El Ministerio de Salud de la provincia de Buenos Aires, a cargo de Nicolás Kreplak, lanzó una campaña de concientización sobre los riesgos del juego online en el marco del Mundial de Fútbol 2026. La iniciativa se apoya en el mensaje «Que la única pasión sea alentar a la Selección» y apunta a visibilizar el momento en que las apuestas dejan de ser entretenimiento para convertirse en un problema de salud mental.
La cartera sanitaria advierte que cuando el juego genera ansiedad, aislamiento o conflictos cotidianos, se trata de una señal que no debe ignorarse. Según las autoridades provinciales, las apuestas en línea desconectan a las personas de sus vínculos sociales y familiares, alejándolas de la experiencia colectiva del fútbol.
Cuándo el juego en línea se convierte en un problema de salud
El juego problemático es una afección de salud mental que se ha multiplicado en los últimos años con la irrupción de plataformas de apuestas online, casinos virtuales y mesas de póker en la web, accesibles desde el celular en cualquier momento del día y con escasas barreras de acceso.
La campaña bonaerense identifica una serie de señales de alerta que pueden indicar que una persona ha cruzado el límite del esparcimiento:
- Ansiedad, irritabilidad o aislamiento social.
- Pérdida de interés en actividades que antes resultaban placenteras.
- Preocupación constante por el juego
- Negación, mentiras o minimización del tiempo dedicado a apostar.
- Conducta de juego recurrente sin posibilidad de autocontrol
El plan para menores de edad bajo la lupa legislativa en Buenos Aires
En paralelo a la campaña de comunicación, la gestión provincial enfrenta una demanda de transparencia desde la Legislatura bonaerense. El diputado Valentín Miranda presentó un pedido de informes para que el gobierno de Axel Kicillof detalle el estado de ejecución del Plan Integral para abordar el juego problemático en adolescentes, lanzado en julio de 2024 con el objetivo de prevenir, asistir y erradicar el juego online en menores de edad.

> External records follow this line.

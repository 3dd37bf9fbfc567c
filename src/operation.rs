//! The pending-mutation record: [`Operation`], its `skip` flag, and the
//! [`OperationKind`] discriminator used to batch like with like (spec §3
//! "Operation", §9 "Polymorphic operations").

use crate::model::{Node, Property};

/// Discriminator used to group consecutive [`Operation`]s of the same kind
/// into one transport batch at save time (spec §4.2).
#[derive(Debug, Clone, Copy, PartialEq, Eq)]
pub enum OperationKind {
    /// See [`Operation::AddNode`].
    AddNode,
    /// See [`Operation::MoveNode`].
    MoveNode,
    /// See [`Operation::RemoveNode`].
    RemoveNode,
    /// See [`Operation::RemoveProperty`].
    RemoveProperty,
}

/// An immutable record of one pending mutation (spec §3 "Operation").
///
/// Nothing about a variant's payload is mutated after the operation is
/// appended to the log; the only field that changes post-append is `skip`
/// (spec §9 "The `skip` flag is a mutable bool inside the variant; nothing
/// else is mutated after append").
#[derive(Debug, Clone)]
pub enum OperationData {
    /// A node was added at `path`. `node` is a snapshot sufficient to
    /// reconstruct the payload sent to `storeNodes`.
    AddNode { path: String, node: Node },
    /// A node was moved from `src_path` to `dst_path`.
    MoveNode { src_path: String, dst_path: String },
    /// A node at `path` was removed; `node` is the pre-removal snapshot
    /// (used to restore it on `refresh(false)`).
    RemoveNode { path: String, node: Node },
    /// A property at `path` (the owning node's path) was removed;
    /// `property` is the pre-removal snapshot.
    RemoveProperty { path: String, property: Property },
}

impl OperationData {
    /// This operation's [`OperationKind`].
    pub fn kind(&self) -> OperationKind {
        match self {
            OperationData::AddNode { .. } => OperationKind::AddNode,
            OperationData::MoveNode { .. } => OperationKind::MoveNode,
            OperationData::RemoveNode { .. } => OperationKind::RemoveNode,
            OperationData::RemoveProperty { .. } => OperationKind::RemoveProperty,
        }
    }
}

/// One entry in the [`crate::oplog::OperationLog`]: the immutable
/// [`OperationData`] plus the mutable `skip` flag.
#[derive(Debug, Clone)]
pub struct Operation {
    /// The mutation this entry records.
    pub data: OperationData,
    /// When set, this entry is omitted from the save batch and from the
    /// rewrite walk (spec invariant I5: "adds may be shadowed by a
    /// subsequent remove... the former marked `skip` only if explicitly
    /// refreshed").
    pub skip: bool,
}

impl Operation {
    /// Wraps `data` as a fresh, non-skipped log entry.
    pub fn new(data: OperationData) -> Self {
        Self { data, skip: false }
    }

    /// This operation's [`OperationKind`].
    pub fn kind(&self) -> OperationKind {
        self.data.kind()
    }
}
//! Error types for the Session Object Manager.

use thiserror::Error;

/// Result alias used throughout the crate.
pub type Result<T> = std::result::Result<T, SomError>;

/// All error conditions the Session Object Manager can raise.
///
/// Variants correspond one-to-one with the error kinds a JCR-style session
/// layer is expected to surface: most are raised synchronously by the path
/// rewriter or the [`crate::processor::NodeProcessor`] and are never caught
/// internally, they propagate straight to the caller.
#[derive(Debug, Error)]
pub enum SomError {
    /// No backing node exists at the requested path, or the path was
    /// rewritten away because it names something moved or deleted in the
    /// current session.
    #[error("item not found: {0}")]
    ItemNotFound(String),

    /// Attempted to add a node at a path that is already occupied, pending
    /// or persisted.
    #[error("item already exists: {0}")]
    ItemExists(String),

    /// A node-type rule rejected a value, a mandatory child or property is
    /// missing and has no default, or autocreation could not proceed.
    #[error("constraint violation: {0}")]
    ConstraintViolation(String),

    /// A property value does not match its declared type's syntax.
    #[error("value format error: {0}")]
    ValueFormat(String),

    /// A name used a namespace prefix that is not registered for this
    /// session.
    #[error("namespace error: {0}")]
    Namespace(String),

    /// The transport lacks the capability required for the requested
    /// operation.
    #[error("unsupported operation: {0}")]
    UnsupportedOperation(&'static str),

    /// A relative path could not be resolved, a deleted property was
    /// referenced, or a parent is missing at mutation time.
    #[error("path not found: {0}")]
    PathNotFound(String),

    /// The transport reported an authorization failure.
    #[error("access denied: {0}")]
    AccessDenied(String),

    /// Catch-all for transport faults; wraps the underlying cause.
    #[error("repository error: {0}")]
    Repository(String),

    /// The operation was attempted on a node already marked `Deleted`.
    #[error("invalid item state: {0}")]
    InvalidItemState(String),

    /// A transactional commit failed and was rolled back.
    #[error("rollback: {0}")]
    Rollback(String),

    /// `registerIdentifier` was called with an identifier that is already
    /// bound to another path.
    #[error("duplicate identifier: {0}")]
    DuplicateIdentifier(String),
}

impl SomError {
    /// Wraps a foreign error the way `save` wraps transport failures that
    /// are not themselves repository errors (spec §7: any raised error
    /// during `save` is "re-raised (wrapped into *Repository* if it was
    /// foreign)"). Called from `SessionObjectManager::try_save`'s error
    /// classification for every `Writing` result that is not already a
    /// `Repository` variant.
    pub fn wrap_foreign<E: std::fmt::Display>(err: E) -> Self {
        SomError::Repository(format!("transport failure: {err}"))
    }
}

La iniciativa del legislador busca determinar si el plan sigue vigente, qué organismos están a cargo de su implementación y con qué frecuencia se reúnen los funcionarios responsables. Según lo anunciado en su momento, el programa involucraría a siete ministerios y organismos provinciales articulados en una mesa de trabajo conjunta, con el objetivo de coordinar respuestas sanitarias, educativas y de control ante el avance de las apuestas online entre menores.
Miranda advirtió, sin embargo, que el consenso político sobre la necesidad de actuar no se ha traducido en resultados concretos y verificables. El legislador reclamó datos específicos sobre investigaciones en curso, relevamientos realizados y políticas públicas activas, así como información sobre los materiales de sensibilización distribuidos en el sistema educativo y los mecanismos de capacitación docente implementados por la Dirección General de Cultura y Educación.

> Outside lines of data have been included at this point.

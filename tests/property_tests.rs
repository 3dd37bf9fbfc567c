use std::cell::RefCell;
use std::rc::Rc;

use proptest::prelude::*;
use som::model::compute_reorder_diff;
use som::node_type::InMemoryNodeTypeRegistry;
use som::{ItemClass, SessionConfig, SessionObjectManager};

mod support;
use support::{seed_payload, FakeTransport};

#[derive(Debug, Clone)]
enum Op {
    Add { parent: usize, name: String },
    Move { src: usize, dst_parent: usize },
    Remove { target: usize },
}

fn arb_op(pool: usize) -> impl Strategy<Value = Op> {
    prop_oneof![
        (0..pool, "[a-z]{1,6}").prop_map(|(parent, name)| Op::Add { parent, name }),
        (0..pool, 0..pool).prop_map(|(src, dst_parent)| Op::Move { src, dst_parent }),
        (0..pool).prop_map(|target| Op::Remove { target }),
    ]
}

proptest! {
    #[test]
    fn prop_any_sequence_leaves_session_in_a_readable_state(
        ops in prop::collection::vec(arb_op(6), 1..60)
    ) {
        let log = Rc::new(RefCell::new(Vec::new()));
        let mut transport = FakeTransport::new(log);
        transport.seed("/", seed_payload("rep:root"));
        let mut session = SessionObjectManager::new(
            Box::new(transport),
            SessionConfig::default(),
            Box::new(InMemoryNodeTypeRegistry::new()),
        );

        // A small fixed pool of candidate paths; every op addresses one of
        // them by index, so most operations target already-known paths.
        let mut known = vec!["/".to_string()];

        for op in ops {
            match op {
                Op::Add { parent, name } => {
                    let parent_path = known[parent % known.len()].clone();
                    if let Ok(node) = session.add_node(&parent_path, &name, "nt:unstructured") {
                        known.push(node.path);
                    }
                }
                Op::Move { src, dst_parent } => {
                    let src_path = known[src % known.len()].clone();
                    let dst_parent_path = known[dst_parent % known.len()].clone();
                    if src_path != "/" {
                        let dst_path = format!(
                            "{}/{}",
                            dst_parent_path.trim_end_matches('/'),
                            src_path.rsplit('/').next().unwrap()
                        );
                        let _ = session.move_node(&src_path, &dst_path);
                    }
                }
                Op::Remove { target } => {
                    let target_path = known[target % known.len()].clone();
                    if target_path != "/" {
                        let _ = session.remove_item(&target_path, None);
                    }
                }
            }
        }

        // No matter what sequence of adds/moves/removes ran, every still
        // known path is either readable or cleanly rejected as not found -
        // never a panic, and never any other error kind.
        for path in &known {
            match session.get_node_by_path(path, ItemClass::Regular) {
                Ok(_) => {}
                Err(som::SomError::ItemNotFound(_)) => {}
                Err(other) => prop_assert!(false, "unexpected error reading {path}: {other}"),
            }
        }
    }

    #[test]
    fn prop_reorder_diff_reconstructs_target_order(
        original in prop::collection::vec("[a-z]{1,4}", 1..12)
            .prop_filter("names must be unique", |v| {
                let set: std::collections::HashSet<_> = v.iter().collect();
                set.len() == v.len()
            }),
        seed in any::<u64>(),
    ) {
        let mut current = original.clone();
        // Deterministically shuffle using the seed, without touching the
        // banned Math.random()-style sources: a simple LCG is enough here.
        let mut state = seed.wrapping_add(1);
        for i in (1..current.len()).rev() {
            state = state.wrapping_mul(6364136223846793005).wrapping_add(1);
            let j = (state >> 33) as usize % (i + 1);
            current.swap(i, j);
        }

        let diff = compute_reorder_diff(&original, &current);
        let mut applied = original.clone();
        for step in &diff {
            let idx = applied.iter().position(|n| n == &step.name).unwrap();
            applied.remove(idx);
            match &step.before {
                Some(before) => {
                    let at = applied.iter().position(|n| n == before).unwrap();
                    applied.insert(at, step.name.clone());
                }
                None => applied.push(step.name.clone()),
            }
        }
        prop_assert_eq!(applied, current);
    }
}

La ausencia de estadísticas, un obstáculo para las políticas públicas
Uno de los puntos centrales del pedido de informes es la falta de estadísticas oficiales sobre la participación de menores en plataformas de apuestas online. Miranda señaló que este vacío de información dificulta el diseño de políticas públicas efectivas y que, sin datos concretos sobre la magnitud del problema, cualquier respuesta institucional corre el riesgo de ser insuficiente o mal orientada.
El legislador también preguntó por los programas de asistencia disponibles para jóvenes con juego problemático, la cantidad de personas atendidas en los últimos meses y el rol asignado a las familias en los protocolos de acompañamiento.
Apuestas online y un evento de alcance global
La decisión de lanzar la campaña en el arranque del Mundial de Fútbol 2026 no es casual. Los grandes torneos deportivos internacionales históricamente generan un incremento sostenido en los volúmenes de apuestas, tanto en mercados regulados como en plataformas que operan fuera de los marcos legales vigentes. En Argentina, donde el mercado de juego online ha crecido de manera acelerada en los últimos años, la coincidencia entre el torneo y el verano del hemisferio norte amplifica los riesgos para los sectores más vulnerables, en particular los jóvenes y adolescentes.
La campaña del Ministerio de Salud bonaerense se inscribe en ese contexto, aunque su alcance real y su capacidad para traducirse en cambios de conducta dependen, en buena medida, de que las estructuras institucionales que la deben respaldar estén efectivamente en funcionamiento. Esa es, precisamente, la pregunta que el legislador Miranda sigue sin obtener respuesta.